*TASK INSTRUCTIONS*. Reproduce the entries shown below only from the line with "pub fn num_contacts(&self)" down to the line with "tangential_forces[2 * i]", keeping both end lines and copying each one exactly.

[Collected data entries]
══════════════════════════════

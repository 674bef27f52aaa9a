//! Position kinematics and body Jacobians.
//!
//! Jacobians are built by walking the kinematic chain from a body to the
//! world, accumulating per-joint columns:
//!
//! | Joint type     | translational column(s)  | angular column(s) |
//! |----------------|--------------------------|-------------------|
//! | Revolute       | `axis × (p − o_F)`       | `axis`            |
//! | Prismatic      | `axis`                   | `0`               |
//! | Translational  | `R_WF·eᵢ`                | `0`               |
//!
//! where `p` is the world-frame point, `o_F` the joint frame origin and
//! `axis` the world-frame joint axis. Since velocities of one tree are
//! contiguous, a body's Jacobian is non-zero only within its tree's column
//! range.

use nalgebra::{DVector, Isometry3, Matrix3xX, Vector3};
use sim_types::{BodyIndex, JointIndex, Result, SimError};

use crate::joint::JointType;
use crate::model::MultibodyModel;

/// World poses of every body and joint frame for one configuration.
#[derive(Debug, Clone, PartialEq)]
pub struct PositionKinematics {
    body_poses: Vec<Isometry3<f64>>,
    joint_frames: Vec<Isometry3<f64>>,
}

impl PositionKinematics {
    /// Pose `X_WB` of `body` in the world.
    #[must_use]
    pub fn body_pose(&self, body: BodyIndex) -> &Isometry3<f64> {
        &self.body_poses[body.index()]
    }

    /// Pose `X_WF` of the joint frame of `joint` in the world.
    #[must_use]
    pub fn joint_frame(&self, joint: JointIndex) -> &Isometry3<f64> {
        &self.joint_frames[joint.index()]
    }

    /// World position of the center of mass of `body`.
    #[must_use]
    pub fn com_position(&self, model: &MultibodyModel, body: BodyIndex) -> Vector3<f64> {
        let pose = self.body_pose(body);
        pose.translation.vector + pose.rotation * model.body(body).com
    }
}

impl MultibodyModel {
    /// Compute world poses for positions `q`.
    pub fn calc_position_kinematics(&self, q: &DVector<f64>) -> Result<PositionKinematics> {
        if q.len() != self.num_positions() {
            return Err(SimError::dimension_mismatch(
                "generalized positions",
                self.num_positions(),
                q.len(),
            ));
        }
        let mut body_poses = vec![Isometry3::identity(); self.num_bodies()];
        let mut joint_frames = vec![Isometry3::identity(); self.num_joints()];

        // Body order is topological: parents are always computed first.
        for b in 1..self.num_bodies() {
            let Some(j) = self.inboard[b] else { continue };
            let joint = &self.joints[j.index()];
            let start = joint.velocity_start;
            let qj = &q.as_slice()[start..start + joint.num_velocities()];
            let x_wf = body_poses[joint.parent.index()] * joint.offset;
            body_poses[b] = x_wf * joint.joint_type.motion(qj);
            joint_frames[j.index()] = x_wf;
        }
        Ok(PositionKinematics {
            body_poses,
            joint_frames,
        })
    }

    /// Translational velocity Jacobian `Jv` (3×nv) of the world-frame point
    /// `p_w` moving with `body`, such that `v_p = Jv·v`.
    #[must_use]
    pub fn translational_jacobian(
        &self,
        kinematics: &PositionKinematics,
        body: BodyIndex,
        p_w: &Vector3<f64>,
    ) -> Matrix3xX<f64> {
        let mut jac = Matrix3xX::zeros(self.num_velocities);
        self.walk_chain(body, |j, joint_type, start| {
            let x_wf = kinematics.joint_frame(j);
            match joint_type {
                JointType::Revolute { axis } => {
                    let axis_w = x_wf.rotation * axis;
                    let r = p_w - x_wf.translation.vector;
                    jac.set_column(start, &axis_w.cross(&r));
                }
                JointType::Prismatic { axis } => {
                    jac.set_column(start, &(x_wf.rotation * axis));
                }
                JointType::Translational => {
                    for i in 0..3 {
                        jac.set_column(start + i, &(x_wf.rotation * Vector3::ith(i, 1.0)));
                    }
                }
                JointType::Weld => {}
            }
        });
        jac
    }

    /// Angular velocity Jacobian `Jω` (3×nv) of `body`, such that `ω_B = Jω·v`.
    #[must_use]
    pub fn angular_jacobian(
        &self,
        kinematics: &PositionKinematics,
        body: BodyIndex,
    ) -> Matrix3xX<f64> {
        let mut jac = Matrix3xX::zeros(self.num_velocities);
        self.walk_chain(body, |j, joint_type, start| {
            if let JointType::Revolute { axis } = joint_type {
                let axis_w = kinematics.joint_frame(j).rotation * axis;
                jac.set_column(start, &axis_w);
            }
        });
        jac
    }

    /// Visit every joint between `body` and the world.
    fn walk_chain(&self, body: BodyIndex, mut visit: impl FnMut(JointIndex, &JointType, usize)) {
        let mut current = body;
        while let Some(j) = self.inboard_joint(current) {
            let joint = &self.joints[j.index()];
            visit(j, &joint.joint_type, joint.velocity_start);
            current = joint.parent;
        }
    }
}
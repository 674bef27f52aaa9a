//! Shared scenes for the end-to-end tests.
//!
//! Each builder returns a ready manager plus the handles a test needs to
//! set up its initial state.

#![deny(clippy::unwrap_used, clippy::expect_used, clippy::panic)]
#![warn(missing_docs)]
#![allow(clippy::missing_errors_doc, clippy::must_use_candidate)]

use nalgebra::{Isometry3, Vector3};
use sim_contact::{CoulombFriction, GeometryRegistry, ProximityProperties};
use sim_discrete::CompliantContactManager;
use sim_multibody::{Body, Joint, MultibodyModelBuilder, UniformGravity};
use sim_types::{BodyIndex, DiscreteUpdateConfig, GeometryId, JointIndex, Result};

/// Radius of every sphere in these scenes.
pub const RADIUS: f64 = 0.1;

/// Contact parameters of a sphere resting on a ground half-space.
#[derive(Debug, Clone, Copy)]
pub struct SphereOnGround {
    /// Sphere mass.
    pub mass: f64,
    /// Combined point stiffness of the pair.
    pub stiffness: f64,
    /// Combined dissipation time.
    pub dissipation_time: f64,
    /// Friction coefficient shared by both geometries.
    pub mu: f64,
    /// Time step.
    pub time_step: f64,
}

impl Default for SphereOnGround {
    fn default() -> Self {
        Self {
            mass: 1.0,
            stiffness: 1.0e3,
            dissipation_time: 0.0,
            mu: 0.0,
            time_step: 1.0e-3,
        }
    }
}

/// Handles into a [`SphereOnGround`] scene.
#[derive(Debug, Clone, Copy)]
pub struct SphereOnGroundIds {
    /// Ground half-space, geometry A of the contact.
    pub ground: GeometryId,
    /// Sphere, geometry B of the contact.
    pub sphere: GeometryId,
    /// Translational joint of the sphere.
    pub joint: JointIndex,
}

impl SphereOnGround {
    /// Build the scene under standard gravity.
    ///
    /// Both geometries get twice the requested stiffness and half the
    /// dissipation time so that the combined pair values match `self`.
    pub fn build(&self) -> Result<(CompliantContactManager, SphereOnGroundIds)> {
        let mut builder = MultibodyModelBuilder::new();
        let ball = builder.add_body(Body::solid_sphere("ball", self.mass, RADIUS));
        let joint = builder.add_joint(Joint::translational("free", BodyIndex::WORLD, ball));
        builder.add_force_element(UniformGravity::default());

        let props = ProximityProperties::new(0.5 * self.dissipation_time, CoulombFriction::uniform(self.mu)?)
            .with_point_stiffness(2.0 * self.stiffness);
        let mut geometry = GeometryRegistry::new();
        let ground = geometry.add_half_space("ground", BodyIndex::WORLD, Isometry3::identity(), props)?;
        let sphere = geometry.add_sphere("ball", ball, Vector3::zeros(), RADIUS, props)?;

        let manager = CompliantContactManager::new(
            builder.build()?,
            geometry,
            DiscreteUpdateConfig::with_time_step(self.time_step),
        )?;
        Ok((manager, SphereOnGroundIds { ground, sphere, joint }))
    }
}

/// Two disks spinning about z, each on its own tree, without geometry.
pub fn two_disks(time_step: f64) -> Result<(CompliantContactManager, JointIndex, JointIndex)> {
    let mut builder = MultibodyModelBuilder::new();
    let a = builder.add_body(Body::solid_sphere("disk_a", 1.0, RADIUS));
    let b = builder.add_body(Body::solid_sphere("disk_b", 1.0, RADIUS));
    let ja = builder.add_joint(Joint::revolute("ja", BodyIndex::WORLD, a, Vector3::z()));
    let jb = builder.add_joint(
        Joint::revolute("jb", BodyIndex::WORLD, b, Vector3::z()).at(Vector3::new(1.0, 0.0, 0.0)),
    );
    let manager = CompliantContactManager::new(
        builder.build()?,
        GeometryRegistry::new(),
        DiscreteUpdateConfig::with_time_step(time_step),
    )?;
    Ok((manager, ja, jb))
}

/// A unit point mass sliding along x between position limits.
pub fn limited_slider(lower: f64, upper: f64, time_step: f64) -> Result<CompliantContactManager> {
    let mut builder = MultibodyModelBuilder::new();
    let slider = builder.add_body(Body::point_mass("slider", 1.0));
    builder.add_joint(
        Joint::prismatic("x", BodyIndex::WORLD, slider, Vector3::x()).with_limits(lower, upper),
    );
    CompliantContactManager::new(
        builder.build()?,
        GeometryRegistry::new(),
        DiscreteUpdateConfig::with_time_step(time_step),
    )
}
//! Simulation context: time, discrete state, parameters, inputs and cache.
//!
//! Every mutation bumps the version of what it touched, which is how cache
//! entries notice they are stale.

use std::fmt;
use std::rc::Rc;

use nalgebra::{DVector, DVectorView};
use sim_types::{Result, SimError};

use crate::cache::{Cache, SourceVersions};

/// Upstream system producing generalized actuation from the context.
///
/// Implementations may read anything the context exposes, including
/// outputs of the manager that owns the context. Reading an output that
/// itself depends on actuation is an algebraic loop and fails.
pub trait ActuationSource: fmt::Debug {
    /// Generalized actuation forces, one per velocity.
    fn eval_actuation(&self, context: &Context) -> Result<DVector<f64>>;
}

/// How generalized actuation is supplied.
#[derive(Debug, Clone, Default)]
pub enum Actuation {
    /// No actuation.
    #[default]
    None,
    /// A fixed vector.
    Fixed(DVector<f64>),
    /// Evaluated by an upstream system.
    Source(Rc<dyn ActuationSource>),
}

/// State and parameters of one simulation, plus its cache.
pub struct Context {
    time: f64,
    /// `[q; v]`.
    state: DVector<f64>,
    num_positions: usize,
    joint_damping: DVector<f64>,
    reflected_inertia: DVector<f64>,
    actuation: Actuation,
    versions: SourceVersions,
    cache: Cache,
    /// Revision of the manager that created this context.
    revision: u64,
}

impl fmt::Debug for Context {
    fn fmt(&self, f: &mut fmt::Formatter<'_>) -> fmt::Result {
        f.debug_struct("Context")
            .field("time", &self.time)
            .field("state", &self.state.as_slice())
            .field("versions", &self.versions)
            .finish_non_exhaustive()
    }
}

impl Clone for Context {
    /// Copies state and parameters; the clone starts with an empty cache.
    fn clone(&self) -> Self {
        Self {
            time: self.time,
            state: self.state.clone(),
            num_positions: self.num_positions,
            joint_damping: self.joint_damping.clone(),
            reflected_inertia: self.reflected_inertia.clone(),
            actuation: self.actuation.clone(),
            versions: self.versions,
            cache: self.cache.empty_like(),
            revision: self.revision,
        }
    }
}

impl Context {
    pub(crate) fn new(
        positions: DVector<f64>,
        velocities: DVector<f64>,
        joint_damping: DVector<f64>,
        reflected_inertia: DVector<f64>,
        cache: Cache,
        revision: u64,
    ) -> Self {
        let num_positions = positions.len();
        let mut state = DVector::zeros(num_positions + velocities.len());
        state.rows_mut(0, num_positions).copy_from(&positions);
        state
            .rows_mut(num_positions, velocities.len())
            .copy_from(&velocities);
        Self {
            time: 0.0,
            state,
            num_positions,
            joint_damping,
            reflected_inertia,
            actuation: Actuation::None,
            versions: SourceVersions::default(),
            cache,
            revision,
        }
    }

    /// Simulation time.
    pub fn time(&self) -> f64 {
        self.time
    }

    /// Set the simulation time.
    pub fn set_time(&mut self, time: f64) {
        self.time = time;
        self.versions.time += 1;
    }

    /// Number of generalized positions.
    pub fn num_positions(&self) -> usize {
        self.num_positions
    }

    /// Number of generalized velocities.
    pub fn num_velocities(&self) -> usize {
        self.state.len() - self.num_positions
    }

    /// Discrete state `[q; v]`.
    pub fn discrete_state(&self) -> &DVector<f64> {
        &self.state
    }

    /// Generalized positions.
    pub fn positions(&self) -> DVectorView<'_, f64> {
        self.state.rows(0, self.num_positions)
    }

    /// Generalized velocities.
    pub fn velocities(&self) -> DVectorView<'_, f64> {
        self.state.rows(self.num_positions, self.num_velocities())
    }

    /// Replace the whole discrete state.
    pub fn set_discrete_state(&mut self, state: DVector<f64>) -> Result<()> {
        check_size("discrete state", self.state.len(), state.len())?;
        self.state = state;
        self.versions.discrete_state += 1;
        Ok(())
    }

    /// Set the generalized positions.
    pub fn set_positions(&mut self, q: &DVector<f64>) -> Result<()> {
        check_size("positions", self.num_positions, q.len())?;
        self.state.rows_mut(0, self.num_positions).copy_from(q);
        self.versions.discrete_state += 1;
        Ok(())
    }

    /// Set the generalized velocities.
    pub fn set_velocities(&mut self, v: &DVector<f64>) -> Result<()> {
        let nv = self.num_velocities();
        check_size("velocities", nv, v.len())?;
        self.state.rows_mut(self.num_positions, nv).copy_from(v);
        self.versions.discrete_state += 1;
        Ok(())
    }

    /// Per-dof joint damping.
    pub fn joint_damping(&self) -> &DVector<f64> {
        &self.joint_damping
    }

    /// Set per-dof joint damping. Entries must be non-negative.
    pub fn set_joint_damping(&mut self, damping: DVector<f64>) -> Result<()> {
        check_size("joint damping", self.num_velocities(), damping.len())?;
        check_non_negative("joint damping", &damping)?;
        self.joint_damping = damping;
        self.versions.parameters += 1;
        Ok(())
    }

    /// Per-dof reflected rotor inertia.
    pub fn reflected_inertia(&self) -> &DVector<f64> {
        &self.reflected_inertia
    }

    /// Set per-dof reflected inertia. Entries must be non-negative.
    pub fn set_reflected_inertia(&mut self, reflected_inertia: DVector<f64>) -> Result<()> {
        check_size("reflected inertia", self.num_velocities(), reflected_inertia.len())?;
        check_non_negative("reflected inertia", &reflected_inertia)?;
        self.reflected_inertia = reflected_inertia;
        self.versions.parameters += 1;
        Ok(())
    }

    /// How actuation is supplied.
    pub fn actuation(&self) -> &Actuation {
        &self.actuation
    }

    /// Fix generalized actuation to a constant vector.
    pub fn fix_actuation(&mut self, tau: DVector<f64>) -> Result<()> {
        check_size("actuation", self.num_velocities(), tau.len())?;
        self.actuation = Actuation::Fixed(tau);
        self.versions.inputs += 1;
        Ok(())
    }

    /// Connect an upstream actuation source.
    pub fn connect_actuation(&mut self, source: Rc<dyn ActuationSource>) {
        self.actuation = Actuation::Source(source);
        self.versions.inputs += 1;
    }

    /// Remove any actuation.
    pub fn clear_actuation(&mut self) {
        self.actuation = Actuation::None;
        self.versions.inputs += 1;
    }

    /// Generalized actuation, zero when none is connected.
    pub fn eval_actuation(&self) -> Result<DVector<f64>> {
        let tau = match &self.actuation {
            Actuation::None => return Ok(DVector::zeros(self.num_velocities())),
            Actuation::Fixed(tau) => tau.clone(),
            Actuation::Source(source) => source.eval_actuation(self)?,
        };
        check_size("actuation", self.num_velocities(), tau.len())?;
        Ok(tau)
    }

    /// Current versions of time, state, parameters and inputs.
    pub fn versions(&self) -> &SourceVersions {
        &self.versions
    }

    /// Cached per-step quantities.
    pub fn cache(&self) -> &Cache {
        &self.cache
    }

    pub(crate) fn revision(&self) -> u64 {
        self.revision
    }

    /// Replace state and time at once after a successful step.
    pub(crate) fn commit_step(&mut self, time: f64, state: DVector<f64>) -> Result<()> {
        self.set_discrete_state(state)?;
        self.set_time(time);
        Ok(())
    }
}

fn check_size(what: &str, expected: usize, actual: usize) -> Result<()> {
    if expected == actual {
        Ok(())
    } else {
        Err(SimError::dimension_mismatch(what, expected, actual))
    }
}

fn check_non_negative(what: &str, x: &DVector<f64>) -> Result<()> {
    if let Some(bad) = x.iter().find(|d| !(**d >= 0.0)) {
        return Err(SimError::invalid_config(format!(
            "{what} must be non-negative, got {bad}"
        )));
    }
    Ok(())
}
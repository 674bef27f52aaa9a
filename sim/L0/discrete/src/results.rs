//! Unpacking of SAP results into per-contact forces and velocities.

use nalgebra::DVector;
use sim_constraint::{ContactProblem, SapSolverResults};
use sim_types::{Result, SimError};

#[cfg(feature = "serde")]
use serde::{Deserialize, Serialize};

/// Solution of one discrete step.
///
/// Forces are impulses divided by the time step. Per-contact tangential
/// quantities are stacked in pairs `(t₁, t₂)`.
#[derive(Debug, Clone, PartialEq)]
#[cfg_attr(feature = "serde", derive(Serialize, Deserialize))]
pub struct ContactSolverResults {
    /// Next-step generalized velocities.
    pub v_next: DVector<f64>,
    /// Normal force per contact.
    pub normal_forces: DVector<f64>,
    /// Tangential forces, two per contact.
    pub tangential_forces: DVector<f64>,
    /// Normal (separation) velocity per contact.
    pub normal_velocities: DVector<f64>,
    /// Tangential velocities, two per contact.
    pub tangential_velocities: DVector<f64>,
    /// Generalized forces due to contact, `Σ Jᵀ·f`.
    pub tau_contact: DVector<f64>,
}

impl ContactSolverResults {
    /// Number of contacts.
    pub fn num_contacts(&self) -> usize {
        self.normal_forces.len()
    }
}

/// Splits the contact head of the stacked impulses and velocities.
///
/// Relies on contact constraints preceding every other constraint in
/// `problem`, which [`ContactProblem::add_constraint`] enforces.
pub(crate) fn pack_contact_solver_results(
    problem: &ContactProblem,
    results: &SapSolverResults,
    time_step: f64,
) -> Result<ContactSolverResults> {
    let nc = problem.num_contacts();
    let nv = problem.num_velocities();
    if results.gamma.len() < 3 * nc || results.vc.len() < 3 * nc {
        return Err(SimError::dimension_mismatch(
            "contact impulses",
            3 * nc,
            results.gamma.len().min(results.vc.len()),
        ));
    }
    if results.v.len() != nv {
        return Err(SimError::dimension_mismatch("v_next", nv, results.v.len()));
    }

    let mut normal_forces = DVector::zeros(nc);
    let mut tangential_forces = DVector::zeros(2 * nc);
    let mut normal_velocities = DVector::zeros(nc);
    let mut tangential_velocities = DVector::zeros(2 * nc);
    let mut tau_contact = DVector::zeros(nv);

    for (i, constraint) in problem.constraints().iter().take(nc).enumerate() {
        let gamma = results.gamma.fixed_rows::<3>(3 * i);
        let vc = results.vc.fixed_rows::<3>(3 * i);
        tangential_forces[2 * i] = gamma[0] / time_step;
        tangential_forces[2 * i + 1] = gamma[1] / time_step;
        normal_forces[i] = gamma[2] / time_step;
        tangential_velocities[2 * i] = vc[0];
        tangential_velocities[2 * i + 1] = vc[1];
        normal_velocities[i] = vc[2];

        for block in constraint.jacobian() {
            let start = problem.tree_velocities_start(block.tree);
            let n = problem.num_tree_velocities(block.tree);
            let mut tau = tau_contact.rows_mut(start, n);
            tau.gemv_tr(1.0 / time_step, &block.jacobian, &gamma, 1.0);
        }
    }

    Ok(ContactSolverResults {
        v_next: results.v.clone(),
        normal_forces,
        tangential_forces,
        normal_velocities,
        tangential_velocities,
        tau_contact,
    })
}
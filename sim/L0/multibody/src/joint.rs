//! Joints connecting a parent body to a child body.
//!
//! Every joint defines a fixed frame `F` on the parent (the `offset`), and
//! moves the child frame `C` relative to `F` as a function of its generalized
//! positions. At zero position `C` coincides with `F`. Joint axes are
//! expressed in `F`.
//!
//! | Joint type     | nq = nv | motion `X_FC(q)`                |
//! |----------------|---------|---------------------------------|
//! | Weld           | 0       | identity                        |
//! | Revolute       | 1       | rotation by `q` about `axis`    |
//! | Prismatic      | 1       | translation by `q·axis`         |
//! | Translational  | 3       | translation by `(q₀, q₁, q₂)`   |

use nalgebra::{Isometry3, Translation3, UnitQuaternion, Vector3};
use sim_types::BodyIndex;

#[cfg(feature = "serde")]
use serde::{Deserialize, Serialize};

/// Kind of joint and its kinematic parameters.
#[derive(Debug, Clone, Copy, PartialEq)]
#[cfg_attr(feature = "serde", derive(Serialize, Deserialize))]
pub enum JointType {
    /// Rigid attachment, no degrees of freedom.
    Weld,
    /// Rotation about a fixed axis.
    Revolute {
        /// Unit rotation axis in the joint frame.
        axis: Vector3<f64>,
    },
    /// Translation along a fixed axis.
    Prismatic {
        /// Unit translation axis in the joint frame.
        axis: Vector3<f64>,
    },
    /// Free translation along the three joint-frame axes.
    Translational,
}

impl JointType {
    /// Number of generalized velocities (equal to the number of positions).
    #[must_use]
    pub const fn num_velocities(&self) -> usize {
        match self {
            Self::Weld => 0,
            Self::Revolute { .. } | Self::Prismatic { .. } => 1,
            Self::Translational => 3,
        }
    }

    /// Human readable name.
    #[must_use]
    pub const fn name(&self) -> &'static str {
        match self {
            Self::Weld => "weld",
            Self::Revolute { .. } => "revolute",
            Self::Prismatic { .. } => "prismatic",
            Self::Translational => "translational",
        }
    }

    /// Child pose in the joint frame for positions `q` (length `num_velocities()`).
    pub(crate) fn motion(&self, q: &[f64]) -> Isometry3<f64> {
        match self {
            Self::Weld => Isometry3::identity(),
            Self::Revolute { axis } => Isometry3::from_parts(
                Translation3::identity(),
                UnitQuaternion::from_scaled_axis(axis * q[0]),
            ),
            Self::Prismatic { axis } => {
                Isometry3::from_parts(Translation3::from(axis * q[0]), UnitQuaternion::identity())
            }
            Self::Translational => Isometry3::from_parts(
                Translation3::new(q[0], q[1], q[2]),
                UnitQuaternion::identity(),
            ),
        }
    }
}

/// A joint between a parent and a child body.
#[derive(Debug, Clone, PartialEq)]
#[cfg_attr(feature = "serde", derive(Serialize, Deserialize))]
pub struct Joint {
    /// Joint name, used in diagnostics.
    pub name: String,
    /// Joint type.
    pub joint_type: JointType,
    /// Parent (inboard) body.
    pub parent: BodyIndex,
    /// Child (outboard) body.
    pub child: BodyIndex,
    /// Pose of the joint frame `F` in the parent body frame.
    pub offset: Isometry3<f64>,
    /// Per-dof viscous damping (N·s/m or N·m·s).
    pub damping: Vec<f64>,
    /// Per-dof reflected rotor inertia added to the mass matrix diagonal.
    pub reflected_inertia: Vec<f64>,
    /// Per-dof lower position limits. `-inf` means unlimited.
    pub position_lower_limits: Vec<f64>,
    /// Per-dof upper position limits. `+inf` means unlimited.
    pub position_upper_limits: Vec<f64>,
    /// First generalized velocity index, assigned when the model is built.
    pub(crate) velocity_start: usize,
}

impl Joint {
    /// Create a joint with no damping, no reflected inertia and no limits.
    #[must_use]
    pub fn new(
        name: impl Into<String>,
        joint_type: JointType,
        parent: BodyIndex,
        child: BodyIndex,
    ) -> Self {
        let nv = joint_type.num_velocities();
        Self {
            name: name.into(),
            joint_type,
            parent,
            child,
            offset: Isometry3::identity(),
            damping: vec![0.0; nv],
            reflected_inertia: vec![0.0; nv],
            position_lower_limits: vec![f64::NEG_INFINITY; nv],
            position_upper_limits: vec![f64::INFINITY; nv],
            velocity_start: 0,
        }
    }

    /// Weld `child` to `parent`.
    #[must_use]
    pub fn weld(name: impl Into<String>, parent: BodyIndex, child: BodyIndex) -> Self {
        Self::new(name, JointType::Weld, parent, child)
    }

    /// Revolute joint about `axis`.
    #[must_use]
    pub fn revolute(
        name: impl Into<String>,
        parent: BodyIndex,
        child: BodyIndex,
        axis: Vector3<f64>,
    ) -> Self {
        Self::new(name, JointType::Revolute { axis }, parent, child)
    }

    /// Prismatic joint along `axis`.
    #[must_use]
    pub fn prismatic(
        name: impl Into<String>,
        parent: BodyIndex,
        child: BodyIndex,
        axis: Vector3<f64>,
    ) -> Self {
        Self::new(name, JointType::Prismatic { axis }, parent, child)
    }

    /// Three-dof translational joint.
    #[must_use]
    pub fn translational(name: impl Into<String>, parent: BodyIndex, child: BodyIndex) -> Self {
        Self::new(name, JointType::Translational, parent, child)
    }

    /// Set the joint frame pose in the parent frame.
    #[must_use]
    pub fn with_offset(mut self, offset: Isometry3<f64>) -> Self {
        self.offset = offset;
        self
    }

    /// Place the joint frame at `position` in the parent frame.
    #[must_use]
    pub fn at(mut self, position: Vector3<f64>) -> Self {
        self.offset = Isometry3::translation(position.x, position.y, position.z);
        self
    }

    /// Set the same damping on every dof.
    #[must_use]
    pub fn with_damping(mut self, damping: f64) -> Self {
        self.damping.fill(damping);
        self
    }

    /// Set the same reflected inertia on every dof.
    #[must_use]
    pub fn with_reflected_inertia(mut self, reflected_inertia: f64) -> Self {
        self.reflected_inertia.fill(reflected_inertia);
        self
    }

    /// Set the same position limits on every dof.
    #[must_use]
    pub fn with_limits(mut self, lower: f64, upper: f64) -> Self {
        self.position_lower_limits.fill(lower);
        self.position_upper_limits.fill(upper);
        self
    }

    /// Number of generalized velocities.
    #[must_use]
    pub fn num_velocities(&self) -> usize {
        self.joint_type.num_velocities()
    }

    /// First generalized velocity index in the model's velocity vector.
    /// Positions share the same indexing.
    #[must_use]
    pub fn velocity_start(&self) -> usize {
        self.velocity_start
    }

    /// Whether any dof has a finite lower or upper limit.
    #[must_use]
    pub fn has_finite_limits(&self) -> bool {
        self.position_lower_limits.iter().any(|l| l.is_finite())
            || self.position_upper_limits.iter().any(|u| u.is_finite())
    }
}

══════════════════════════════

*TASK OUTPUT*.
    pub fn num_contacts(&self) -> usize {
        self.normal_forces.len()
    }
}

/// Splits the contact head of the stacked impulses and velocities.
///
/// Relies on contact constraints preceding every other constraint in
/// `problem`, which [`ContactProblem::add_constraint`] enforces.
pub(crate) fn pack_contact_solver_results(
    problem: &ContactProblem,
    results: &SapSolverResults,
    time_step: f64,
) -> Result<ContactSolverResults> {
    let nc = problem.num_contacts();
    let nv = problem.num_velocities();
    if results.gamma.len() < 3 * nc || results.vc.len() < 3 * nc {
        return Err(SimError::dimension_mismatch(
            "contact impulses",
            3 * nc,
            results.gamma.len().min(results.vc.len()),
        ));
    }
    if results.v.len() != nv {
        return Err(SimError::dimension_mismatch("v_next", nv, results.v.len()));
    }

    let mut normal_forces = DVector::zeros(nc);
    let mut tangential_forces = DVector::zeros(2 * nc);
    let mut normal_velocities = DVector::zeros(nc);
    let mut tangential_velocities = DVector::zeros(2 * nc);
    let mut tau_contact = DVector::zeros(nv);

    for (i, constraint) in problem.constraints().iter().take(nc).enumerate() {
        let gamma = results.gamma.fixed_rows::<3>(3 * i);
        let vc = results.vc.fixed_rows::<3>(3 * i);
        tangential_forces[2 * i] = gamma[0] / time_step;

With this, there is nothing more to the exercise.